**WORK TO BE COMPLETED:** An exact copy of every entry is the required answer.
-- GIVEN ENTRIES follows --
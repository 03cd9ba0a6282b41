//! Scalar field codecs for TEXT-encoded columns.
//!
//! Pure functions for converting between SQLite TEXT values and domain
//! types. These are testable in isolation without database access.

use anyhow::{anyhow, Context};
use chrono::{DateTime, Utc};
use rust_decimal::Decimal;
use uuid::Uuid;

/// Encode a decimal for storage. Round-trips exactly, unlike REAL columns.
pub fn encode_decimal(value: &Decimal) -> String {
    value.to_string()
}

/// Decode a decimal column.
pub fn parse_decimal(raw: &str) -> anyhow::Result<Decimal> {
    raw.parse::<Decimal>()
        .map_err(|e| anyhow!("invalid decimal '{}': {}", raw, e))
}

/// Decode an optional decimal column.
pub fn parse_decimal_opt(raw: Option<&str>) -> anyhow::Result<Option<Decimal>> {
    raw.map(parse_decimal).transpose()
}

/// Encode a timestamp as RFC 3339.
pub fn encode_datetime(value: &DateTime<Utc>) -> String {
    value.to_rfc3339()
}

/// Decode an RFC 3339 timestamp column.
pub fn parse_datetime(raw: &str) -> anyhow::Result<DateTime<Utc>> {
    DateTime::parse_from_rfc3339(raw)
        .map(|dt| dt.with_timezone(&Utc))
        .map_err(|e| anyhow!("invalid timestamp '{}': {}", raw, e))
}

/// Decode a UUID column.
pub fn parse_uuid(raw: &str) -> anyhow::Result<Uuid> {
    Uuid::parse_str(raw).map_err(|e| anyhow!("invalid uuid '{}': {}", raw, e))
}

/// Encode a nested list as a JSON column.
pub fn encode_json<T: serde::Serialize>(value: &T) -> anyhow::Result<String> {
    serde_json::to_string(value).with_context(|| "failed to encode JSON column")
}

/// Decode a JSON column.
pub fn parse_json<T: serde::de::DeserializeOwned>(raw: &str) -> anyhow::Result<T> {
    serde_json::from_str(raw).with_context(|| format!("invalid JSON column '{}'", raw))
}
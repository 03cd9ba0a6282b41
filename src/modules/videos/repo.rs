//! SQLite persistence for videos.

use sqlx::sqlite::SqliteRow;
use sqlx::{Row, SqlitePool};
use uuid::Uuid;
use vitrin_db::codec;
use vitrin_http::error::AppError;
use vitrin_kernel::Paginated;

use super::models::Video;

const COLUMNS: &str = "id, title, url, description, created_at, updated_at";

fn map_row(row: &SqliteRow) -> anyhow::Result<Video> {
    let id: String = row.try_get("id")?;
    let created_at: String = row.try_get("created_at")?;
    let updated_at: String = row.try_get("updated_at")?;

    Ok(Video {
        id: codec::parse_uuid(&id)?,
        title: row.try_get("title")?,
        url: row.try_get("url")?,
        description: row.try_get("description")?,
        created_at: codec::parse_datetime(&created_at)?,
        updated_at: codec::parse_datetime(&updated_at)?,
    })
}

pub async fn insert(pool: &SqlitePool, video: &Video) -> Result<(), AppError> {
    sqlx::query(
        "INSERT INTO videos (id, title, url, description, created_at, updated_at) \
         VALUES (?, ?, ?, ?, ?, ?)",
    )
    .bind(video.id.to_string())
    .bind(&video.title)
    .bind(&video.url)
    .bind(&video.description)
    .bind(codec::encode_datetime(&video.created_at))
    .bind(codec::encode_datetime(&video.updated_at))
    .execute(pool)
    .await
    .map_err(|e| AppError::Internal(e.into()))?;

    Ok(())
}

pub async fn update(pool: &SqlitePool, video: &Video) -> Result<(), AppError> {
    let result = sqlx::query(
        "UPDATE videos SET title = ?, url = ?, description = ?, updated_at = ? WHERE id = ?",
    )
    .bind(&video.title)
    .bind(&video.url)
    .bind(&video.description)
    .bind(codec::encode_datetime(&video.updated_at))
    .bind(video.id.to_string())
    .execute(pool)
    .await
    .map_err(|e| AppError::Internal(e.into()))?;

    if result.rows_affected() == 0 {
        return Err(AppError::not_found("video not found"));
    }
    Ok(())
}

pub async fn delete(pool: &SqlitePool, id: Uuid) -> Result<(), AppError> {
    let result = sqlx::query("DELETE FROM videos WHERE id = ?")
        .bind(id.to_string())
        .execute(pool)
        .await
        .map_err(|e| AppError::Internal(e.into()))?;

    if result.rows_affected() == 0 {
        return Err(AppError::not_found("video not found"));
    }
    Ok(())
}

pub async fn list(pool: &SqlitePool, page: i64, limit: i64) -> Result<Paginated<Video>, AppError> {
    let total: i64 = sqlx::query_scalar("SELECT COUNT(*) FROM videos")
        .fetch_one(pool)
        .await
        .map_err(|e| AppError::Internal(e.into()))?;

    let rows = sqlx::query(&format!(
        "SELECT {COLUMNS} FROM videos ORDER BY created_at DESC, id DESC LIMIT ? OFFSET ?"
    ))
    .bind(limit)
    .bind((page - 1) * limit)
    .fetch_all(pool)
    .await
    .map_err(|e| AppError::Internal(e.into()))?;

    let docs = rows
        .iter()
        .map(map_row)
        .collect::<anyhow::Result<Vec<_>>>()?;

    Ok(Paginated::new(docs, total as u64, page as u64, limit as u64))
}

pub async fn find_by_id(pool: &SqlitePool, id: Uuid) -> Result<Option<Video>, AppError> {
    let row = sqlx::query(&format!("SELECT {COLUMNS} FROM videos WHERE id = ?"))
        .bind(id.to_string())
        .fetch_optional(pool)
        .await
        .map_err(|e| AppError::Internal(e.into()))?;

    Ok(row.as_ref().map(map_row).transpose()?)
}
-- GIVEN ENTRIES concluded --
**SOLUTION:**
repository 03cd9ba0a6282b41
//! Scalar field codecs for TEXT-encoded columns.
//!
//! Pure functions for converting between SQLite TEXT values and domain
//! types. These are testable in isolation without database access.

use anyhow::{anyhow, Context};
use chrono::{DateTime, Utc};
use rust_decimal::Decimal;
use uuid::Uuid;

/// Encode a decimal for storage. Round-trips exactly, unlike REAL columns.
pub fn encode_decimal(value: &Decimal) -> String {
    value.to_string()
}

/// Decode a decimal column.
pub fn parse_decimal(raw: &str) -> anyhow::Result<Decimal> {
    raw.parse::<Decimal>()
        .map_err(|e| anyhow!("invalid decimal '{}': {}", raw, e))
}

/// Decode an optional decimal column.
pub fn parse_decimal_opt(raw: Option<&str>) -> anyhow::Result<Option<Decimal>> {
    raw.map(parse_decimal).transpose()
}

/// Encode a timestamp as RFC 3339.
pub fn encode_datetime(value: &DateTime<Utc>) -> String {
    value.to_rfc3339()
}

/// Decode an RFC 3339 timestamp column.
pub fn parse_datetime(raw: &str) -> anyhow::Result<DateTime<Utc>> {
    DateTime::parse_from_rfc3339(raw)
        .map(|dt| dt.with_timezone(&Utc))
        .map_err(|e| anyhow!("invalid timestamp '{}': {}", raw, e))
}

/// Decode a UUID column.
pub fn parse_uuid(raw: &str) -> anyhow::Result<Uuid> {
    Uuid::parse_str(raw).map_err(|e| anyhow!("invalid uuid '{}': {}", raw, e))
}

/// Encode a nested list as a JSON column.
pub fn encode_json<T: serde::Serialize>(value: &T) -> anyhow::Result<String> {
    serde_json::to_string(value).with_context(|| "failed to encode JSON column")
}

/// Decode a JSON column.
pub fn parse_json<T: serde::de::DeserializeOwned>(raw: &str) -> anyhow::Result<T> {
    serde_json::from_str(raw).with_context(|| format!("invalid JSON column '{}'", raw))
}
repository 03cd9ba0a6282b41
filename src/modules/videos/repo.rs
//! SQLite persistence for videos.

use sqlx::sqlite::SqliteRow;
use sqlx::{Row, SqlitePool};
use uuid::Uuid;
use vitrin_db::codec;
use vitrin_http::error::AppError;
use vitrin_kernel::Paginated;

use super::models::Video;

const COLUMNS: &str = "id, title, url, description, created_at, updated_at";

fn map_row(row: &SqliteRow) -> anyhow::Result<Video> {
    let id: String = row.try_get("id")?;
    let created_at: String = row.try_get("created_at")?;
    let updated_at: String = row.try_get("updated_at")?;

    Ok(Video {
        id: codec::parse_uuid(&id)?,
        title: row.try_get("title")?,
        url: row.try_get("url")?,
        description: row.try_get("description")?,
        created_at: codec::parse_datetime(&created_at)?,
        updated_at: codec::parse_datetime(&updated_at)?,
    })
}

pub async fn insert(pool: &SqlitePool, video: &Video) -> Result<(), AppError> {
    sqlx::query(
        "INSERT INTO videos (id, title, url, description, created_at, updated_at) \
         VALUES (?, ?, ?, ?, ?, ?)",
    )
    .bind(video.id.to_string())
    .bind(&video.title)
    .bind(&video.url)
    .bind(&video.description)
    .bind(codec::encode_datetime(&video.created_at))
    .bind(codec::encode_datetime(&video.updated_at))
    .execute(pool)
    .await
    .map_err(|e| AppError::Internal(e.into()))?;

    Ok(())
}

pub async fn update(pool: &SqlitePool, video: &Video) -> Result<(), AppError> {
    let result = sqlx::query(
        "UPDATE videos SET title = ?, url = ?, description = ?, updated_at = ? WHERE id = ?",
    )
    .bind(&video.title)
    .bind(&video.url)
    .bind(&video.description)
    .bind(codec::encode_datetime(&video.updated_at))
    .bind(video.id.to_string())
    .execute(pool)
    .await
    .map_err(|e| AppError::Internal(e.into()))?;

    if result.rows_affected() == 0 {
        return Err(AppError::not_found("video not found"));
    }
    Ok(())
}

pub async fn delete(pool: &SqlitePool, id: Uuid) -> Result<(), AppError> {
    let result = sqlx::query("DELETE FROM videos WHERE id = ?")
        .bind(id.to_string())
        .execute(pool)
        .await
        .map_err(|e| AppError::Internal(e.into()))?;

    if result.rows_affected() == 0 {
        return Err(AppError::not_found("video not found"));
    }
    Ok(())
}

pub async fn list(pool: &SqlitePool, page: i64, limit: i64) -> Result<Paginated<Video>, AppError> {
    let total: i64 = sqlx::query_scalar("SELECT COUNT(*) FROM videos")
        .fetch_one(pool)
        .await
        .map_err(|e| AppError::Internal(e.into()))?;

    let rows = sqlx::query(&format!(
        "SELECT {COLUMNS} FROM videos ORDER BY created_at DESC, id DESC LIMIT ? OFFSET ?"
    ))
    .bind(limit)
    .bind((page - 1) * limit)
    .fetch_all(pool)
    .await
    .map_err(|e| AppError::Internal(e.into()))?;

    let docs = rows
        .iter()
        .map(map_row)
        .collect::<anyhow::Result<Vec<_>>>()?;

    Ok(Paginated::new(docs, total as u64, page as u64, limit as u64))
}

pub async fn find_by_id(pool: &SqlitePool, id: Uuid) -> Result<Option<Video>, AppError> {
    let row = sqlx::query(&format!("SELECT {COLUMNS} FROM videos WHERE id = ?"))
        .bind(id.to_string())
        .fetch_optional(pool)
        .await
        .map_err(|e| AppError::Internal(e.into()))?;

    Ok(row.as_ref().map(map_row).transpose()?)
}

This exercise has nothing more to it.